_REQUIRED WORK_
Could you write out every entry exactly as it stands?

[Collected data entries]
+ + + + +
//! Blocking go-to-point service

use super::{run_tick, VelocitySink};
use crate::common::TargetPose;
use crate::config::ControlParameters;
use crate::control::PointReachController;
use crate::perception::PoseSource;
use std::sync::Mutex;

/// Reply to a blocking go-to-point request
#[derive(Debug, Clone, Copy, PartialEq, Eq)]
pub struct PositionResponse {
    pub success: bool,
}

/// Runs the controller in a tight loop until the target is reached.
///
/// There is no inter-tick delay, no cancellation and no deadline: a target the
/// robot cannot reach keeps the calling thread busy indefinitely. Concurrent
/// requests are served one after the other.
pub struct BlockingPointReachService<P, V> {
    params: ControlParameters,
    pose_source: P,
    sink: V,
    busy: Mutex<()>,
}

impl<P: PoseSource, V: VelocitySink> BlockingPointReachService<P, V> {
    pub fn new(params: ControlParameters, pose_source: P, sink: V) -> Self {
        BlockingPointReachService {
            params,
            pose_source,
            sink,
            busy: Mutex::new(()),
        }
    }

    /// Drive to `request` and report success once stopped there
    pub fn go_to_point(&self, request: TargetPose) -> PositionResponse {
        let _busy = match self.busy.lock() {
            Ok(guard) => guard,
            Err(poisoned) => poisoned.into_inner(),
        };

        tracing::info!(
            "Going to point x={:.3}, y={:.3}, theta={:.3}",
            request.x,
            request.y,
            request.final_heading
        );

        let mut controller = PointReachController::new(self.params.clone(), request);
        let mut ticks: u64 = 0;
        loop {
            let finishing = controller.is_done();
            run_tick(&mut controller, &self.pose_source, &self.sink);
            ticks += 1;
            if finishing {
                break;
            }
        }

        tracing::info!("Target reached after {} ticks", ticks);
        PositionResponse { success: true }
    }
}
//! Command interfaces: the drivers that run a point-reach operation
//!
//! Both drivers share one [`PointReachController`] engine and differ only in
//! how they schedule ticks:
//!
//! - [`BlockingPointReachService`] loops without delay until the target is
//!   reached and cannot be interrupted.
//! - [`CancellableGoalServer`] ticks at a fixed rate, reports feedback and
//!   honours cancellation between ticks.
pub mod blocking;
pub mod cancellable;

pub use self::blocking::{BlockingPointReachService, PositionResponse};
pub use self::cancellable::{
    CancelToken, CancellableGoalServer, Feedback, GoalClient, GoalOutcome, GoalResult,
};

use crate::common::VelocityCommand;
use crate::control::{ControlTick, PointReachController};
use crate::error::{PointReachError, Result};
use crate::perception::PoseSource;
use std::sync::Arc;
use tokio::sync::watch;

/// Downstream consumer of velocity commands.
///
/// Commands are fire-and-forget; the latest one published is the one in force.
pub trait VelocitySink: Send + Sync {
    fn publish(&self, command: VelocityCommand) -> Result<()>;
}

impl<T: VelocitySink + ?Sized> VelocitySink for Arc<T> {
    fn publish(&self, command: VelocityCommand) -> Result<()> {
        (**self).publish(command)
    }
}

impl VelocitySink for watch::Sender<VelocityCommand> {
    fn publish(&self, command: VelocityCommand) -> Result<()> {
        self.send(command)
            .map_err(|e| PointReachError::Publish(e.to_string()))
    }
}

/// Publish a command, logging instead of failing the operation
pub(crate) fn publish_or_warn<V: VelocitySink + ?Sized>(sink: &V, command: VelocityCommand) {
    if let Err(e) = sink.publish(command) {
        tracing::warn!("{}", e);
    }
}

/// Read the latest pose, run one control step and publish its command
pub(crate) fn run_tick<P, V>(
    controller: &mut PointReachController,
    pose_source: &P,
    sink: &V,
) -> ControlTick
where
    P: PoseSource + ?Sized,
    V: VelocitySink + ?Sized,
{
    let pose = pose_source.current_pose();
    let tick = controller.step(&pose);
    if let Some(command) = tick.command {
        publish_or_warn(sink, command);
    }
    tick
}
+ + + + +
_TASK OUTPUT_
//! Blocking go-to-point service

use super::{run_tick, VelocitySink};
use crate::common::TargetPose;
use crate::config::ControlParameters;
use crate::control::PointReachController;
use crate::perception::PoseSource;
use std::sync::Mutex;

/// Reply to a blocking go-to-point request
#[derive(Debug, Clone, Copy, PartialEq, Eq)]
pub struct PositionResponse {
    pub success: bool,
}

/// Runs the controller in a tight loop until the target is reached.
///
/// There is no inter-tick delay, no cancellation and no deadline: a target the
/// robot cannot reach keeps the calling thread busy indefinitely. Concurrent
/// requests are served one after the other.
pub struct BlockingPointReachService<P, V> {
    params: ControlParameters,
    pose_source: P,
    sink: V,
    busy: Mutex<()>,
}

impl<P: PoseSource, V: VelocitySink> BlockingPointReachService<P, V> {
    pub fn new(params: ControlParameters, pose_source: P, sink: V) -> Self {
        BlockingPointReachService {
            params,
            pose_source,
            sink,
            busy: Mutex::new(()),
        }
    }

    /// Drive to `request` and report success once stopped there
    pub fn go_to_point(&self, request: TargetPose) -> PositionResponse {
        let _busy = match self.busy.lock() {
            Ok(guard) => guard,
            Err(poisoned) => poisoned.into_inner(),
        };

        tracing::info!(
            "Going to point x={:.3}, y={:.3}, theta={:.3}",
            request.x,
            request.y,
            request.final_heading
        );

        let mut controller = PointReachController::new(self.params.clone(), request);
        let mut ticks: u64 = 0;
        loop {
            let finishing = controller.is_done();
            run_tick(&mut controller, &self.pose_source, &self.sink);
            ticks += 1;
            if finishing {
                break;
            }
        }

        tracing::info!("Target reached after {} ticks", ticks);
        PositionResponse { success: true }
    }
}
//! Command interfaces: the drivers that run a point-reach operation
//!
//! Both drivers share one [`PointReachController`] engine and differ only in
//! how they schedule ticks:
//!
//! - [`BlockingPointReachService`] loops without delay until the target is
//!   reached and cannot be interrupted.
//! - [`CancellableGoalServer`] ticks at a fixed rate, reports feedback and
//!   honours cancellation between ticks.
pub mod blocking;
pub mod cancellable;

pub use self::blocking::{BlockingPointReachService, PositionResponse};
pub use self::cancellable::{
    CancelToken, CancellableGoalServer, Feedback, GoalClient, GoalOutcome, GoalResult,
};

use crate::common::VelocityCommand;
use crate::control::{ControlTick, PointReachController};
use crate::error::{PointReachError, Result};
use crate::perception::PoseSource;
use std::sync::Arc;
use tokio::sync::watch;

/// Downstream consumer of velocity commands.
///
/// Commands are fire-and-forget; the latest one published is the one in force.
pub trait VelocitySink: Send + Sync {
    fn publish(&self, command: VelocityCommand) -> Result<()>;
}

impl<T: VelocitySink + ?Sized> VelocitySink for Arc<T> {
    fn publish(&self, command: VelocityCommand) -> Result<()> {
        (**self).publish(command)
    }
}

impl VelocitySink for watch::Sender<VelocityCommand> {
    fn publish(&self, command: VelocityCommand) -> Result<()> {
        self.send(command)
            .map_err(|e| PointReachError::Publish(e.to_string()))
    }
}

/// Publish a command, logging instead of failing the operation
pub(crate) fn publish_or_warn<V: VelocitySink + ?Sized>(sink: &V, command: VelocityCommand) {
    if let Err(e) = sink.publish(command) {
        tracing::warn!("{}", e);
    }
}

/// Read the latest pose, run one control step and publish its command
pub(crate) fn run_tick<P, V>(
    controller: &mut PointReachController,
    pose_source: &P,
    sink: &V,
) -> ControlTick
where
    P: PoseSource + ?Sized,
    V: VelocitySink + ?Sized,
{
    let pose = pose_source.current_pose();
    let tick = controller.step(&pose);
    if let Some(command) = tick.command {
        publish_or_warn(sink, command);
    }
    tick
}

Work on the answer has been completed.